RodaLaw Files Insurance Bad Faith Case for Underinsured Motorist Coverage

RodaLaw has filed an insurance bad faith case arising from the defendant insurer’s handling of a claim for underinsured motorist (“UIM”) benefits.

UIM benefits are optional benefits that provide coverage when a person is injured in a motor vehicle accident that is the fault of another drover, but the at-fault driver does not have sufficient coverage to pay for all of the injured person’s losses. UIM benefits are provided by an insurance policy through which the injured person is insured.

In this case, the plaintiff was injured while in the course of doing his job, and while operating his employer’s vehicle, and the UIM benefits were provided by the employer’s automobile insurance policy.

In the accident, which was the fault of another driver, the plaintiff sustained injuries to his spine, which prevented him from working for most of the first year after the accident.

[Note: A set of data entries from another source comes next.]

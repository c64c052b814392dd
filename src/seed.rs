//! Demo dataset
//!
//! A small catalog, a city's worth of bins, a demo user, and one
//! historical reward entry. Identities are stable constants so scan event
//! files and tests can reference records across runs.

use crate::core::directory::hash_password;
use crate::core::registry::placeholder_qr;
use crate::types::{
    Bin, BinLocation, Category, Product, RecordId, RecyclableType, Role, Transaction,
    TransactionMetadata, TransactionStatus, TransactionType, User,
};
use chrono::{DateTime, Duration, Utc};
use rust_decimal::Decimal;
use uuid::Uuid;

/// Demo shopper with a 35 starting balance
pub const DEMO_USER_ID: RecordId = Uuid::from_u128(0x674000000000000000000001);
/// Program administrator
pub const DEMO_ADMIN_ID: RecordId = Uuid::from_u128(0x674000000000000000000099);

/// "Eco Fresh Drink" (plastic, reward 5)
pub const DEMO_PRODUCT_ID: RecordId = Uuid::from_u128(0x675000000000000000000001);
/// "Glass Water Bottle" (glass, reward 10)
pub const DEMO_GLASS_PRODUCT_ID: RecordId = Uuid::from_u128(0x675000000000000000000002);
/// "Organic Juice Can" (metal, reward 6)
pub const DEMO_METAL_PRODUCT_ID: RecordId = Uuid::from_u128(0x675000000000000000000003);
/// "Eco Snack Box" (paper, reward 12)
pub const DEMO_PAPER_PRODUCT_ID: RecordId = Uuid::from_u128(0x675000000000000000000004);

/// BIN-DEL-001, accepts plastic + paper
pub const DEMO_BIN_DELHI_ID: RecordId = Uuid::from_u128(0x684000000000000000000001);
/// BIN-MUM-002, accepts plastic + glass + metal
pub const DEMO_BIN_MUMBAI_ID: RecordId = Uuid::from_u128(0x684000000000000000000002);
/// BIN-BLR-003, accepts metal + glass + plastic
pub const DEMO_BIN_BENGALURU_ID: RecordId = Uuid::from_u128(0x684000000000000000000003);
/// BIN-PUN-004, accepts paper + organic
pub const DEMO_BIN_PUNE_ID: RecordId = Uuid::from_u128(0x684000000000000000000004);

/// Everything `RewardsService::with_demo_data` seeds
pub struct DemoDataset {
    pub products: Vec<Product>,
    pub bins: Vec<Bin>,
    pub users: Vec<User>,
    pub transactions: Vec<Transaction>,
}

/// Build the demo dataset with fresh timestamps
pub fn demo_dataset() -> DemoDataset {
    let now = Utc::now();

    DemoDataset {
        products: demo_products(now),
        bins: demo_bins(now),
        users: demo_users(now),
        transactions: demo_transactions(now),
    }
}

fn product(
    id: RecordId,
    name: &str,
    description: &str,
    price: i64,
    reward: i64,
    // Percentage snapshots are seed data, carried as-is rather than
    // recomputed; they reflect what the catalog stored at creation time.
    percentage_hundredths: i64,
    category: Category,
    recyclable_type: RecyclableType,
    now: DateTime<Utc>,
) -> Product {
    Product {
        id,
        name: name.to_string(),
        description: description.to_string(),
        price: Decimal::new(price, 0),
        reward_amount: Decimal::new(reward, 0),
        reward_percentage: Decimal::new(percentage_hundredths, 2),
        category,
        recyclable_type,
        image_url: None,
        active: true,
        created_at: now,
        updated_at: now,
    }
}

fn demo_products(now: DateTime<Utc>) -> Vec<Product> {
    vec![
        product(
            DEMO_PRODUCT_ID,
            "Eco Fresh Drink",
            "Refreshing beverage in a recyclable plastic bottle",
            95,
            5,
            526,
            Category::Beverage,
            RecyclableType::Plastic,
            now,
        ),
        product(
            DEMO_GLASS_PRODUCT_ID,
            "Glass Water Bottle",
            "Premium glass bottled water",
            120,
            10,
            833,
            Category::Beverage,
            RecyclableType::Glass,
            now,
        ),
        product(
            DEMO_METAL_PRODUCT_ID,
            "Organic Juice Can",
            "Aluminum can with organic juice",
            85,
            6,
            705,
            Category::Beverage,
            RecyclableType::Metal,
            now,
        ),
        product(
            DEMO_PAPER_PRODUCT_ID,
            "Eco Snack Box",
            "Biodegradable snack packaging",
            150,
            12,
            800,
            Category::Food,
            RecyclableType::Paper,
            now,
        ),
    ]
}

fn bin(
    id: RecordId,
    bin_id: &str,
    location_name: &str,
    address: &str,
    accepted_types: Vec<RecyclableType>,
    now: DateTime<Utc>,
) -> Bin {
    Bin {
        id,
        bin_id: bin_id.to_string(),
        location: BinLocation {
            name: location_name.to_string(),
            address: address.to_string(),
            coordinates: None,
        },
        accepted_types,
        qr_code: placeholder_qr(bin_id),
        active: true,
        created_at: now,
        updated_at: now,
    }
}

fn demo_bins(now: DateTime<Utc>) -> Vec<Bin> {
    vec![
        bin(
            DEMO_BIN_DELHI_ID,
            "BIN-DEL-001",
            "Central Park, Delhi",
            "Gate 2, Connaught Place, New Delhi",
            vec![RecyclableType::Plastic, RecyclableType::Paper],
            now,
        ),
        bin(
            DEMO_BIN_MUMBAI_ID,
            "BIN-MUM-002",
            "Marine Drive Mall, Mumbai",
            "Level 3, South Wing",
            vec![
                RecyclableType::Plastic,
                RecyclableType::Glass,
                RecyclableType::Metal,
            ],
            now,
        ),
        bin(
            DEMO_BIN_BENGALURU_ID,
            "BIN-BLR-003",
            "Metro Station, Bengaluru",
            "MG Road Metro Exit",
            vec![
                RecyclableType::Metal,
                RecyclableType::Glass,
                RecyclableType::Plastic,
            ],
            now,
        ),
        bin(
            DEMO_BIN_PUNE_ID,
            "BIN-PUN-004",
            "University Campus, Pune",
            "Hostel Block Recycling Hub",
            vec![RecyclableType::Paper, RecyclableType::Organic],
            now,
        ),
    ]
}

fn demo_users(now: DateTime<Utc>) -> Vec<User> {
    let demo = User {
        id: DEMO_USER_ID,
        email: "eco.user@example.com".to_string(),
        password_hash: hash_password("password123"),
        name: "Eco Warrior".to_string(),
        phone: Some("+91 90000 00000".to_string()),
        wallet_balance: Decimal::new(35, 0),
        role: Role::User,
        created_at: now,
        updated_at: now,
    };

    let admin = User {
        id: DEMO_ADMIN_ID,
        email: "admin@ecorewards.app".to_string(),
        password_hash: hash_password("admin123"),
        name: "Program Admin".to_string(),
        phone: Some("+91 98888 88888".to_string()),
        wallet_balance: Decimal::ZERO,
        role: Role::Admin,
        created_at: now,
        updated_at: now,
    };

    vec![demo, admin]
}

fn demo_transactions(now: DateTime<Utc>) -> Vec<Transaction> {
    // One reward from yesterday so the demo wallet has history
    vec![Transaction {
        id: Uuid::from_u128(0x694000000000000000000001),
        user_id: DEMO_USER_ID,
        product_id: DEMO_PRODUCT_ID,
        bin_id: DEMO_BIN_DELHI_ID,
        tx_type: TransactionType::Reward,
        amount: Decimal::new(5, 0),
        description: "Reward for recycling Eco Fresh Drink".to_string(),
        status: TransactionStatus::Completed,
        metadata: TransactionMetadata {
            product_name: Some("Eco Fresh Drink".to_string()),
            bin_location: Some("Central Park, Delhi".to_string()),
            recyclable_type: Some(RecyclableType::Plastic),
        },
        created_at: now - Duration::days(1),
    }]
}
//! Product catalog
//!
//! Tracks purchasable items, their price, and their fixed/percentage
//! reward. Built on the entity store specialized to products.

use crate::store::{EntityStore, MemoryStore};
use crate::types::{Category, Product, ProductInput, ProductPatch, RecordId, RewardsError};
use rust_decimal::Decimal;
use std::sync::Arc;

/// Equality filters for product listings
#[derive(Debug, Clone, Copy, Default)]
pub struct ProductFilter {
    pub category: Option<Category>,
    pub active: Option<bool>,
}

/// Catalog of purchasable items
///
/// Cloneable view over the shared product collection.
#[derive(Debug, Clone)]
pub struct ProductCatalog {
    products: Arc<MemoryStore<Product>>,
}

impl ProductCatalog {
    /// Create a catalog over the shared product collection
    pub fn new(products: Arc<MemoryStore<Product>>) -> Self {
        ProductCatalog { products }
    }

    /// Create a product, snapshotting its reward percentage
    ///
    /// The percentage is computed exactly once here as
    /// `reward_amount / price * 100`, rounded to 2 decimal places, and
    /// persisted alongside the raw fields. Later price edits do not
    /// refresh it; see [`ProductCatalog::update`].
    pub fn create(&self, input: ProductInput) -> Product {
        let reward_percentage = percentage_snapshot(input.reward_amount, input.price);
        self.products.insert(Product::new(input, reward_percentage))
    }

    /// Fetch a single product by identity
    ///
    /// The active flag is not consulted on this path; an inactive product
    /// still resolves for settlement, matching the observed behavior of
    /// the scan flow.
    pub fn resolve(&self, id: &RecordId) -> Option<Product> {
        self.products.get(id)
    }

    /// Products matching the filter, newest-first
    pub fn list(&self, filter: ProductFilter) -> Vec<Product> {
        self.products.filter(|product| {
            if let Some(category) = filter.category {
                if product.category != category {
                    return false;
                }
            }
            if let Some(active) = filter.active {
                if product.active != active {
                    return false;
                }
            }
            true
        })
    }

    /// Apply a partial update; silent no-op when the id is absent
    ///
    /// The stored `reward_percentage` snapshot is never recomputed here,
    /// even when the patch changes `price` or `reward_amount`.
    pub fn update(
        &self,
        id: &RecordId,
        patch: ProductPatch,
    ) -> Result<Option<Product>, RewardsError> {
        self.products.update(id, |product| {
            product.merge(patch);
            Ok(())
        })
    }

    /// Remove a product, reporting whether it was present
    pub fn remove(&self, id: &RecordId) -> bool {
        self.products.remove(id)
    }
}

/// Percentage-of-price snapshot, rounded to 2 decimal places
///
/// A zero price yields a zero percentage rather than a division error.
fn percentage_snapshot(reward_amount: Decimal, price: Decimal) -> Decimal {
    if price.is_zero() {
        return Decimal::ZERO;
    }
    (reward_amount / price * Decimal::ONE_HUNDRED).round_dp(2)
}
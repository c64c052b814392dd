//! I/O module
//!
//! Handles CSV parsing and output.
//!
//! # Components
//!
//! - `csv_format` - CSV format handling (event conversion, wallet output)
//! - `sync_reader` - Synchronous CSV reader with iterator interface
//! - `async_reader` - Asynchronous CSV reader with batch reading interface

pub mod async_reader;
pub mod csv_format;
pub mod sync_reader;

pub use async_reader::AsyncReader;
pub use csv_format::{convert_scan_record, write_wallets_csv, ScanCsvRecord};
pub use sync_reader::SyncReader;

When his low back symptoms did not improve after a year, the plaintiff underwent a medical procedure in an attempt to resolve them, but he then developed new symptoms, with pain and radiation. Approximately six months after the procedure, it was discovered that the plaintiff’s lumbar discs and vertebrae had become infected as a result of the procedure.

The infection caused permanent damage to the plaintiff’s spine and rendered him unable to return to either his full-time job, which involved physical exertion, or a similar part-time job. As a result, he also lost his health insurance and other fringe benefits. His economic losses alone were valued in excess of $1 million. In addition, to this the plaintiff continued to have substantial pain and suffering, the plaintiff was limited in his ability to enjoy the things that he ordinarily enjoyed, and the plaintiff’s wife, who ordinarily relied on the plaintiff for household assistance, comfort, care, and companionship, had suffered a substantial claim for loss of consortium—all from which the plaintiff and his wife can expect to suffer for the rest of their lives.

The insurer of the automobile that the at-fault driver was operating paid the maximum coverage available under its policy, but that covered only a fraction of the damages suffered by the plaintiff and his wife.

The plaintiff thus made a UIM claim with his employer’s automobile insurer.

The bad faith lawsuit alleges that, in response to the plaintiff’s claim, instead of promptly and fairly evaluating the claim, the UIM insurer unreasonably:

  • misrepresented the available UIM coverage;
  • refused, upon request, to pay even the amount that it misrepresented was available, which was a fraction of the actual coverage;
  • forced the plaintiff and his wife to go to arbitration to obtain the benefits owed to them;
  • waited an unreasonable time to request an independent medical evaluation (“IME”) of the plaintiff;
  • selected an IME doctor who spent an unreasonably limited time amount of time examining the plaintiff, yet issued an opinion that the plaintiff’s injuries were caused by something other than the motor vehicle accident and the plaintiff’s related medical care—an opinion that was in stark contrast to those of the doctors who had actually treated the plaintiff;
  • waited an unreasonable amount of time, indeed, until the day after the arbitration hearing, to make its first and only offer;
  • made an offer that was too low;
  • said, months after receiving the claim and after numerous communications on it, that it had no record of the claim;
  • said at one point that it had no medical documentation in its file, when extensive documentation had been provided to it a year earlier;
  • told the plaintiff’s attorney, a year after consenting to the plaintiff’s settlement with the at-fault driver, that its files did not reflect such consent;
  • questioned, more than a year of conducting an assets check to see if the at-fault driver had the ability to pay above the amount offered in insurance, whether that driver had additional insurance coverage;
  • delayed in providing a copy of the insurance policy;
  • repeatedly made promises—such as that it would work to resolve the claim as quickly as possible, would be in a position to discuss settlement, and would respond to the plaintiff’s settlement demand—that it did not keep;
  • failed to conduct the proper investigation of the claim in a timely fashion;
  • waited too long to request the plaintiff’s statement under oath; and
  • argued in its arbitration submission that there was a question as to liability, when the at-fault driver had been found guilty of a motor vehicle violation, which violation caused the accident.

The lawsuit asserts that the UIM insurer took all of these unreasonable actions knowingly or in reckless disregard of the insurer’s lack of reasonable basis.